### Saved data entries
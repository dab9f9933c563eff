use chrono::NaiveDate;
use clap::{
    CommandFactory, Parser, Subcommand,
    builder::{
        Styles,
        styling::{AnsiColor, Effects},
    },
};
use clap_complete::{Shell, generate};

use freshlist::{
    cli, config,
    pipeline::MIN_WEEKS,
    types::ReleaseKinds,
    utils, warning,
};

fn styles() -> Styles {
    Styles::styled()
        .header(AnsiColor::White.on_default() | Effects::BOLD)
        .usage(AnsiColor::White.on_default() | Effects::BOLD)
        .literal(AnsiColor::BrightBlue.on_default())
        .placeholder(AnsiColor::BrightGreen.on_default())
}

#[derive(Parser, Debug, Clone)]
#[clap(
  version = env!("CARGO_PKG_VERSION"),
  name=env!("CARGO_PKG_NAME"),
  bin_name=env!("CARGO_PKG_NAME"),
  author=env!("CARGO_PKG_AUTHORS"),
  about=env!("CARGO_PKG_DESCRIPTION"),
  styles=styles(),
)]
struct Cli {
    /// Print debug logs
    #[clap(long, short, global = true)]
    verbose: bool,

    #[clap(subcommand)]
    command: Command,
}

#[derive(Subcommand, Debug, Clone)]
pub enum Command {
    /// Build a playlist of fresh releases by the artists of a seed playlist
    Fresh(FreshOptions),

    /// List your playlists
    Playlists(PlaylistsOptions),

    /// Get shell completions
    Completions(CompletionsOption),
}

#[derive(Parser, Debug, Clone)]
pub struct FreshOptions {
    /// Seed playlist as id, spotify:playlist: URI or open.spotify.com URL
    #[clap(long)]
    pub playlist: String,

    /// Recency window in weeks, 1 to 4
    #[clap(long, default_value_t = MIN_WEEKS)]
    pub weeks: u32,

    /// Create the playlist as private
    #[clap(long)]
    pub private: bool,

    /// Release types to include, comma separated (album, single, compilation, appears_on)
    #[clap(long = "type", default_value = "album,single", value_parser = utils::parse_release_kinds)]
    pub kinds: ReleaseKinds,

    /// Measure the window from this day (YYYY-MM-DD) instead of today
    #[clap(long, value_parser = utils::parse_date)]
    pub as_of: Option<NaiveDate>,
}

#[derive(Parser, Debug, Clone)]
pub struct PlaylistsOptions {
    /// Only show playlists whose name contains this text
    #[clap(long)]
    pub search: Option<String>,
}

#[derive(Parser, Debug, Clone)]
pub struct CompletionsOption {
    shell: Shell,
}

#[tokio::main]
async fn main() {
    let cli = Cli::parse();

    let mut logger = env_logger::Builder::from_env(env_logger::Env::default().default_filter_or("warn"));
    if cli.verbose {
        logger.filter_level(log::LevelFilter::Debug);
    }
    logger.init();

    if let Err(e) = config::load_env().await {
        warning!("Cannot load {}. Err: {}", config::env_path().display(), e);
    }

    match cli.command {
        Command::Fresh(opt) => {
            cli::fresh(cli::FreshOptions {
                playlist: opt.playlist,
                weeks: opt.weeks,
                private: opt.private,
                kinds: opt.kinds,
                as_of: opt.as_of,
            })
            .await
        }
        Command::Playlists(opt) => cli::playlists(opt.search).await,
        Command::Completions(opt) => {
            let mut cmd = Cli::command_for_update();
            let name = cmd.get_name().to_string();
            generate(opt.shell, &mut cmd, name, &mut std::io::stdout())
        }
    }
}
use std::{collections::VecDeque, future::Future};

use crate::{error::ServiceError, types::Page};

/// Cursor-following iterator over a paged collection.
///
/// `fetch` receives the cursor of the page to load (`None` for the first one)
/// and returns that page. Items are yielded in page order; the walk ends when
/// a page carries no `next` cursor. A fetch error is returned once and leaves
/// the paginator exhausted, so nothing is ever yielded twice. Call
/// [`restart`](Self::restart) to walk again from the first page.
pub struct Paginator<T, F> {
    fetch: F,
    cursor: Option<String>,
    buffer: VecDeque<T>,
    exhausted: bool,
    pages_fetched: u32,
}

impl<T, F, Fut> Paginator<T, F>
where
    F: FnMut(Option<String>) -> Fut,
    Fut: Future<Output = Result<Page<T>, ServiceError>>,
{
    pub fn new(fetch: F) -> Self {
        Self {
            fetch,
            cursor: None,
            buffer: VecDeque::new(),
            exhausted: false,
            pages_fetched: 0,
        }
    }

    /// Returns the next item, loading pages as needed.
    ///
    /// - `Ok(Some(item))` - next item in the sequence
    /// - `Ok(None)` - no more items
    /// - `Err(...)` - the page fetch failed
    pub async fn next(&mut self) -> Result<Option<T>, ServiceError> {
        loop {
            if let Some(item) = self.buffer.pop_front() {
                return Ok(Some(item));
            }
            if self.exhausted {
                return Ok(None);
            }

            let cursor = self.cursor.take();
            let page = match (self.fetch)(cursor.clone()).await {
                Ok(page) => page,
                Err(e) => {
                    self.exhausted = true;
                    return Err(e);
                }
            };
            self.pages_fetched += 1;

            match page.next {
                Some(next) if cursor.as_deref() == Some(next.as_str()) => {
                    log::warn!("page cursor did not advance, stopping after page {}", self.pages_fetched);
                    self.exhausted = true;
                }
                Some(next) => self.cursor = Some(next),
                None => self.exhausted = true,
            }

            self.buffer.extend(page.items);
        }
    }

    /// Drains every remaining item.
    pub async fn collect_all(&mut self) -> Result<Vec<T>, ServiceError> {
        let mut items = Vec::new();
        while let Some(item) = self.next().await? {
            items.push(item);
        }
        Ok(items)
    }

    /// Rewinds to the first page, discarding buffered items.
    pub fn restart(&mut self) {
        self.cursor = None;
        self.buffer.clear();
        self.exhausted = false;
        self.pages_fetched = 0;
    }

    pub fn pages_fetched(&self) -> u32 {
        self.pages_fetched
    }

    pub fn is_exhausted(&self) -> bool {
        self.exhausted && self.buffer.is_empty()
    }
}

### ACTIVITY
Retype the data in full, and keep every line identical to the original.

### ANSWER FOR THIS EXERCISE
repository dab9f9933c563eff
use chrono::NaiveDate;
use clap::{
    CommandFactory, Parser, Subcommand,
    builder::{
        Styles,
        styling::{AnsiColor, Effects},
    },
};
use clap_complete::{Shell, generate};

use freshlist::{
    cli, config,
    pipeline::MIN_WEEKS,
    types::ReleaseKinds,
    utils, warning,
};

fn styles() -> Styles {
    Styles::styled()
        .header(AnsiColor::White.on_default() | Effects::BOLD)
        .usage(AnsiColor::White.on_default() | Effects::BOLD)
        .literal(AnsiColor::BrightBlue.on_default())
        .placeholder(AnsiColor::BrightGreen.on_default())
}

#[derive(Parser, Debug, Clone)]
#[clap(
  version = env!("CARGO_PKG_VERSION"),
  name=env!("CARGO_PKG_NAME"),
  bin_name=env!("CARGO_PKG_NAME"),
  author=env!("CARGO_PKG_AUTHORS"),
  about=env!("CARGO_PKG_DESCRIPTION"),
  styles=styles(),
)]
struct Cli {
    /// Print debug logs
    #[clap(long, short, global = true)]
    verbose: bool,

    #[clap(subcommand)]
    command: Command,
}

#[derive(Subcommand, Debug, Clone)]
pub enum Command {
    /// Build a playlist of fresh releases by the artists of a seed playlist
    Fresh(FreshOptions),

    /// List your playlists
    Playlists(PlaylistsOptions),

    /// Get shell completions
    Completions(CompletionsOption),
}

#[derive(Parser, Debug, Clone)]
pub struct FreshOptions {
    /// Seed playlist as id, spotify:playlist: URI or open.spotify.com URL
    #[clap(long)]
    pub playlist: String,

    /// Recency window in weeks, 1 to 4
    #[clap(long, default_value_t = MIN_WEEKS)]
    pub weeks: u32,

    /// Create the playlist as private
    #[clap(long)]
    pub private: bool,

    /// Release types to include, comma separated (album, single, compilation, appears_on)
    #[clap(long = "type", default_value = "album,single", value_parser = utils::parse_release_kinds)]
    pub kinds: ReleaseKinds,

    /// Measure the window from this day (YYYY-MM-DD) instead of today
    #[clap(long, value_parser = utils::parse_date)]
    pub as_of: Option<NaiveDate>,
}

#[derive(Parser, Debug, Clone)]
pub struct PlaylistsOptions {
    /// Only show playlists whose name contains this text
    #[clap(long)]
    pub search: Option<String>,
}

#[derive(Parser, Debug, Clone)]
pub struct CompletionsOption {
    shell: Shell,
}

#[tokio::main]
async fn main() {
    let cli = Cli::parse();

    let mut logger = env_logger::Builder::from_env(env_logger::Env::default().default_filter_or("warn"));
    if cli.verbose {
        logger.filter_level(log::LevelFilter::Debug);
    }
    logger.init();

    if let Err(e) = config::load_env().await {
        warning!("Cannot load {}. Err: {}", config::env_path().display(), e);
    }

    match cli.command {
        Command::Fresh(opt) => {
            cli::fresh(cli::FreshOptions {
                playlist: opt.playlist,
                weeks: opt.weeks,
                private: opt.private,
                kinds: opt.kinds,
                as_of: opt.as_of,
            })
            .await
        }
        Command::Playlists(opt) => cli::playlists(opt.search).await,
        Command::Completions(opt) => {
            let mut cmd = Cli::command_for_update();
            let name = cmd.get_name().to_string();
            generate(opt.shell, &mut cmd, name, &mut std::io::stdout())
        }
    }
}
use std::{collections::VecDeque, future::Future};

use crate::{error::ServiceError, types::Page};

/// Cursor-following iterator over a paged collection.
///
/// `fetch` receives the cursor of the page to load (`None` for the first one)
/// and returns that page. Items are yielded in page order; the walk ends when
/// a page carries no `next` cursor. A fetch error is returned once and leaves
/// the paginator exhausted, so nothing is ever yielded twice. Call
/// [`restart`](Self::restart) to walk again from the first page.
pub struct Paginator<T, F> {
    fetch: F,
    cursor: Option<String>,
    buffer: VecDeque<T>,
    exhausted: bool,
    pages_fetched: u32,
}

impl<T, F, Fut> Paginator<T, F>
where
    F: FnMut(Option<String>) -> Fut,
    Fut: Future<Output = Result<Page<T>, ServiceError>>,
{
    pub fn new(fetch: F) -> Self {
        Self {
            fetch,
            cursor: None,
            buffer: VecDeque::new(),
            exhausted: false,
            pages_fetched: 0,
        }
    }

    /// Returns the next item, loading pages as needed.
    ///
    /// - `Ok(Some(item))` - next item in the sequence
    /// - `Ok(None)` - no more items
    /// - `Err(...)` - the page fetch failed
    pub async fn next(&mut self) -> Result<Option<T>, ServiceError> {
        loop {
            if let Some(item) = self.buffer.pop_front() {
                return Ok(Some(item));
            }
            if self.exhausted {
                return Ok(None);
            }

            let cursor = self.cursor.take();
            let page = match (self.fetch)(cursor.clone()).await {
                Ok(page) => page,
                Err(e) => {
                    self.exhausted = true;
                    return Err(e);
                }
            };
            self.pages_fetched += 1;

            match page.next {
                Some(next) if cursor.as_deref() == Some(next.as_str()) => {
                    log::warn!("page cursor did not advance, stopping after page {}", self.pages_fetched);
                    self.exhausted = true;
                }
                Some(next) => self.cursor = Some(next),
                None => self.exhausted = true,
            }

            self.buffer.extend(page.items);
        }
    }

    /// Drains every remaining item.
    pub async fn collect_all(&mut self) -> Result<Vec<T>, ServiceError> {
        let mut items = Vec::new();
        while let Some(item) = self.next().await? {
            items.push(item);
        }
        Ok(items)
    }

    /// Rewinds to the first page, discarding buffered items.
    pub fn restart(&mut self) {
        self.cursor = None;
        self.buffer.clear();
        self.exhausted = false;
        self.pages_fetched = 0;
    }

    pub fn pages_fetched(&self) -> u32 {
        self.pages_fetched
    }

    pub fn is_exhausted(&self) -> bool {
        self.exhausted && self.buffer.is_empty()
    }
}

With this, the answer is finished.